Systems of Interest

Systems of Interest

I haven't seen The Zone of Interest yet but I very much intend to and have been following the reviews. I particularly liked Mark Kermode and Simon Mayo's discussion which included some observations from Mayo who has a prior interest in Auschwitz commandant Rudolf Höss's story. It looks to be an amazing piece of work.


A month ago, like most people in the UK, I watched Mr Bates vs The Post Office after it sent shockwaves through the British establishment in a manner I haven't seen for a long time. The show is, of course, excellent and if you haven't seen it I highly recommend you do.

The fascinating thing about the Post Office scandal, for me anyway, is the vast majority of people who were persecuting the innocent postal workers thought they were doing their jobs properly. They had been given a remit, whether it was to investigate suspected theft or to preserve the good name of the Post Office, and it seems it takes more than a computer bug affecting a proportionally small number of people to derail it.

Humans don't like messy decision trees. They want to tie everything up in a neat bow and go home. And tying a neat bow is rewarded, so there's an extra incentive to ignore the wrinkles. Post Office boss Paula Vennells was not given a CBE by accident – she was rewarded for doing her job properly.

My biggest fear after watching the show was that the media would look for a scapegoat, finding individuals who could be blamed and then stopping. Because this was not the fault of individuals. This was a systemic issue.

Before Christmas I rewatched Unbelievable, the Toni Collette / Merritt Wever starring miniseries about how police can utterly fail rape victims. One of the countless great things about this show is that they allow the detective whose decisions cause such irreparable harm to confront his mistakes. In a lesser drama he would be cast as a the villain, but here he's someone who thought they were doing the right thing, following the proscribed rules and doing his job properly. Upon discovering that his by -the-book actions had allowed a rapist to not only escape but to rape again and again he looks utterly drained and, notably, powerless to make it right.

It's just two or three short scenes and the show is most definitely not about him, but I appreciated how it told us not to just blame the individuals. This is a systemic problem that runs throughout the justice system. The achievement of the detectives played by Collette and Wever to solve the case took immense strength and determination but this is not something to celebrate. It is an indictment of a system that is not working and does not have the ability to fix itself.

Similarly, Mr Bates and his fellow travellers are heroes, but they shouldn't have to be.
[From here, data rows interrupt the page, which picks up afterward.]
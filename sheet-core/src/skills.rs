//! The static skill catalog.
//!
//! Skills and their governing attributes are process-wide
//! configuration, not user data: every character carries one slot per
//! catalog entry, in catalog order.

use crate::attributes::Attribute;
use serde::{Deserialize, Serialize};
use std::fmt;

/// The skill catalog. Serialized as the display name, matching the
/// stored wire form ("Sleight of Hand", not "SleightOfHand").
#[derive(Debug, Clone, Copy, PartialEq, Eq, Hash, Serialize, Deserialize)]
pub enum Skill {
    Acrobatics,
    #[serde(rename = "Animal Handling")]
    AnimalHandling,
    Arcana,
    Athletics,
    Deception,
    History,
    Insight,
    Intimidation,
    Investigation,
    Medicine,
    Nature,
    Perception,
    Performance,
    Persuasion,
    Religion,
    #[serde(rename = "Sleight of Hand")]
    SleightOfHand,
    Stealth,
    Survival,
}

impl Skill {
    /// The attribute whose modifier contributes to this skill's total.
    pub fn attribute(&self) -> Attribute {
        match self {
            Skill::Athletics => Attribute::Strength,
            Skill::Acrobatics | Skill::SleightOfHand | Skill::Stealth => Attribute::Dexterity,
            Skill::Arcana
            | Skill::History
            | Skill::Investigation
            | Skill::Nature
            | Skill::Religion => Attribute::Intelligence,
            Skill::AnimalHandling
            | Skill::Insight
            | Skill::Medicine
            | Skill::Perception
            | Skill::Survival => Attribute::Wisdom,
            Skill::Deception | Skill::Intimidation | Skill::Performance | Skill::Persuasion => {
                Attribute::Charisma
            }
        }
    }

    pub fn name(&self) -> &'static str {
        match self {
            Skill::Acrobatics => "Acrobatics",
            Skill::AnimalHandling => "Animal Handling",
            Skill::Arcana => "Arcana",
            Skill::Athletics => "Athletics",
            Skill::Deception => "Deception",
            Skill::History => "History",
            Skill::Insight => "Insight",
            Skill::Intimidation => "Intimidation",
            Skill::Investigation => "Investigation",
            Skill::Medicine => "Medicine",
            Skill::Nature => "Nature",
            Skill::Perception => "Perception",
            Skill::Performance => "Performance",
            Skill::Persuasion => "Persuasion",
            Skill::Religion => "Religion",
            Skill::SleightOfHand => "Sleight of Hand",
            Skill::Stealth => "Stealth",
            Skill::Survival => "Survival",
        }
    }

    /// All skills in catalog (display) order.
    pub fn all() -> [Skill; 18] {
        [
            Skill::Acrobatics,
            Skill::AnimalHandling,
            Skill::Arcana,
            Skill::Athletics,
            Skill::Deception,
            Skill::History,
            Skill::Insight,
            Skill::Intimidation,
            Skill::Investigation,
            Skill::Medicine,
            Skill::Nature,
            Skill::Perception,
            Skill::Performance,
            Skill::Persuasion,
            Skill::Religion,
            Skill::SleightOfHand,
            Skill::Stealth,
            Skill::Survival,
        ]
    }
}

impl fmt::Display for Skill {
    fn fmt(&self, f: &mut fmt::Formatter<'_>) -> fmt::Result {
        write!(f, "{}", self.name())
    }
}

/// One entry in a character's skill list.
///
/// Field names follow the stored wire shape; `attribute_modifier` is
/// redundant with the catalog but round-trips through persistence.
#[derive(Debug, Clone, PartialEq, Eq, Serialize, Deserialize)]
pub struct SkillSlot {
    pub name: Skill,
    pub points: i32,
    #[serde(rename = "attributeModifier")]
    pub attribute_modifier: Attribute,
}

impl SkillSlot {
    pub fn new(skill: Skill) -> Self {
        Self {
            name: skill,
            points: 0,
            attribute_modifier: skill.attribute(),
        }
    }
}

/// Zero-point slots for the full catalog, as a new character gets them.
pub fn catalog() -> Vec<SkillSlot> {
    Skill::all().iter().map(|&skill| SkillSlot::new(skill)).collect()
}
The corporate rules by which The Post Office operates meant it took pigheaded tenacity and a sense of injustice, spread over decades of relative indifference from the establishment, to raise a blip of awareness about this miscarriage of justice, and without the emotional push of a big TV drama it would probably still be a niche story in Private Eye.

As someone who likes a good system, I'm not against bureaucracy. My dream is to live in a society where shit just works and nothing annoys me more than when the promise doesn't match the reality. I'm more than happy to accept that things will go wrong, mistakes will be made and so on, but I live in the hope that lessons will be learned and improvements will come.

The biggest mistake anyone ever makes is assuming the system works all the time. The best you can do is assume it works most of the time (otherwise you need a new system) and that there will be exceptions which you need to allow resources to deal with.

The Post Office is a long-standing British institution, about which people get dewey eyed and emotional, that has been infected by a capitalist ideology which does not allow for self-reflection. Anything that affects shareholder value, be it suspected theft or bad publicity, must be squashed without mercy.

The US police service is a flawed system propped up by self-mythologising which prevents any attempts to reconsider its value and purpose to society. (The British police aren't great but it seems much worse over there.)

There are countless other examples. I sure you can name a few.

Systems that don't have a feedback loop built in are, at best, going to fail in their aims and, at worst, going to inadvertently cause harm to the people they are supposed to help.


I'm framing this piece with a film I haven't seen yet about Rudolph Höss, the Nazi in charge of Auschwitz where an estimated 3 million people died. I do not want to compare individual police offices and Post Office management to Höss – that would be crass. But I do think their roles exist on a spectrum. It's notable the holocaust did not just suddenly happen – it evolved over a period of years in service to an ideology which could not be questioned. Höss may have taken the job because he was a fascist, but he was rewarded for doing his job efficiently and effectively.

I find the details of his imprisonment and trial interesting for their weird ambiguity. He is clearly a bad man who did a terrible thing and deserves his punishment, but (according to the quotes on his Wikipedia page anyway) he comes across as someone who has been dehumanised by the process he managed and detached from its implications.

I want to be clear I am not casting Höss as a victim. But the spectre of fascism is upon us once again and it will not be enough to merely fight the populist figureheads and their shock-troops. We need to also look to our institutions and the systems that run through them.

I do not know how to end this because I don't have an answer for how we do this. Hopefully someone out there does.